(Stored items)
┌──

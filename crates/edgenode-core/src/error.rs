use std::time::Duration;

use thiserror::Error;

use crate::domain::{TaskId, TaskState, TaskType};

/// Failures talking to the coordinator.
///
/// Only the final outcome of a logical request is surfaced; individual
/// transport attempts are retried inside [`crate::client::RetryingClient`].
#[derive(Debug, Error)]
pub enum ClientError {
    #[error("transport error after {attempts} attempt(s): {message}")]
    Transport { attempts: u32, message: String },

    #[error("unauthorized: credentials cleared, re-authentication required")]
    Auth,

    #[error("rate limited {waits} time(s) in a row, giving up")]
    RateLimited { waits: u32 },

    #[error("coordinator rejected request (status={status}): {message}")]
    Business { status: u16, message: String },

    #[error("failed to decode response: {0}")]
    Decode(String),

    #[error("invalid url: {0}")]
    InvalidUrl(String),

    #[error("failed to build http client: {0}")]
    Build(String),
}

impl ClientError {
    pub fn is_auth(&self) -> bool {
        matches!(self, ClientError::Auth)
    }
}

/// Queue contract violations.
///
/// `InvalidTransition` means a caller tried to move a task along an edge the
/// state machine does not have; treat it as a defect.
#[derive(Debug, Error, PartialEq)]
pub enum QueueError {
    #[error("task {0} is already known to the queue")]
    DuplicateTask(TaskId),

    #[error("invalid transition for task {task_id}: {from:?} -> {to:?}")]
    InvalidTransition {
        task_id: TaskId,
        from: Option<TaskState>,
        to: TaskState,
    },

    #[error("task {task_id} is not terminal (state={state:?})")]
    NotTerminal { task_id: TaskId, state: TaskState },

    #[error("task {0} not found")]
    UnknownTask(TaskId),
}

/// Why a single task ended up in the failed bucket.
#[derive(Debug, Clone, Error, PartialEq)]
pub enum TaskError {
    #[error("no handler registered for task_type={0}")]
    UnsupportedTaskType(TaskType),

    #[error("task timed out after {0:?}")]
    Timeout(Duration),

    #[error("handler error: {0}")]
    Handler(String),

    #[error("handler panicked: {0}")]
    Panicked(String),

    #[error("{resource} usage {observed:.1} exceeded hard limit {limit:.1}")]
    ResourceLimitExceeded {
        resource: &'static str,
        observed: f64,
        limit: f64,
    },

    #[error("a sandbox session is already active for task {0}")]
    SessionConflict(TaskId),
}

/// Errors a handler may return. Anything else is a panic and is contained by
/// the sandbox.
#[derive(Debug, Clone, Error, PartialEq)]
pub enum HandlerError {
    #[error("invalid payload: {0}")]
    InvalidPayload(String),

    #[error("{0}")]
    Failed(String),

    #[error("cancelled")]
    Cancelled,
}

impl HandlerError {
    pub fn failed(message: impl Into<String>) -> Self {
        HandlerError::Failed(message.into())
    }
}

impl From<HandlerError> for TaskError {
    fn from(err: HandlerError) -> Self {
        TaskError::Handler(err.to_string())
    }
}

#[derive(Debug, Error)]
pub enum ConfigError {
    #[error("failed to read config: {0}")]
    Io(#[from] std::io::Error),

    #[error("failed to parse config: {0}")]
    Parse(#[from] toml::de::Error),

    #[error("invalid config: {0}")]
    Invalid(String),
}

└──

[WHAT IS NEEDED] Every record above should be copied exactly.

[ANSWER BOX]
filename crates/edgenode-core/src/error.rs
use std::time::Duration;

use thiserror::Error;

use crate::domain::{TaskId, TaskState, TaskType};

/// Failures talking to the coordinator.
///
/// Only the final outcome of a logical request is surfaced; individual
/// transport attempts are retried inside [`crate::client::RetryingClient`].
#[derive(Debug, Error)]
pub enum ClientError {
    #[error("transport error after {attempts} attempt(s): {message}")]
    Transport { attempts: u32, message: String },

    #[error("unauthorized: credentials cleared, re-authentication required")]
    Auth,

    #[error("rate limited {waits} time(s) in a row, giving up")]
    RateLimited { waits: u32 },

    #[error("coordinator rejected request (status={status}): {message}")]
    Business { status: u16, message: String },

    #[error("failed to decode response: {0}")]
    Decode(String),

    #[error("invalid url: {0}")]
    InvalidUrl(String),

    #[error("failed to build http client: {0}")]
    Build(String),
}

impl ClientError {
    pub fn is_auth(&self) -> bool {
        matches!(self, ClientError::Auth)
    }
}

/// Queue contract violations.
///
/// `InvalidTransition` means a caller tried to move a task along an edge the
/// state machine does not have; treat it as a defect.
#[derive(Debug, Error, PartialEq)]
pub enum QueueError {
    #[error("task {0} is already known to the queue")]
    DuplicateTask(TaskId),

    #[error("invalid transition for task {task_id}: {from:?} -> {to:?}")]
    InvalidTransition {
        task_id: TaskId,
        from: Option<TaskState>,
        to: TaskState,
    },

    #[error("task {task_id} is not terminal (state={state:?})")]
    NotTerminal { task_id: TaskId, state: TaskState },

    #[error("task {0} not found")]
    UnknownTask(TaskId),
}

/// Why a single task ended up in the failed bucket.
#[derive(Debug, Clone, Error, PartialEq)]
pub enum TaskError {
    #[error("no handler registered for task_type={0}")]
    UnsupportedTaskType(TaskType),

    #[error("task timed out after {0:?}")]
    Timeout(Duration),

    #[error("handler error: {0}")]
    Handler(String),

    #[error("handler panicked: {0}")]
    Panicked(String),

    #[error("{resource} usage {observed:.1} exceeded hard limit {limit:.1}")]
    ResourceLimitExceeded {
        resource: &'static str,
        observed: f64,
        limit: f64,
    },

    #[error("a sandbox session is already active for task {0}")]
    SessionConflict(TaskId),
}

/// Errors a handler may return. Anything else is a panic and is contained by
/// the sandbox.
#[derive(Debug, Clone, Error, PartialEq)]
pub enum HandlerError {
    #[error("invalid payload: {0}")]
    InvalidPayload(String),

    #[error("{0}")]
    Failed(String),

    #[error("cancelled")]
    Cancelled,
}

impl HandlerError {
    pub fn failed(message: impl Into<String>) -> Self {
        HandlerError::Failed(message.into())
    }
}

impl From<HandlerError> for TaskError {
    fn from(err: HandlerError) -> Self {
        TaskError::Handler(err.to_string())
    }
}

#[derive(Debug, Error)]
pub enum ConfigError {
    #[error("failed to read config: {0}")]
    Io(#[from] std::io::Error),

    #[error("failed to parse config: {0}")]
    Parse(#[from] toml::de::Error),

    #[error("invalid config: {0}")]
    Invalid(String),
}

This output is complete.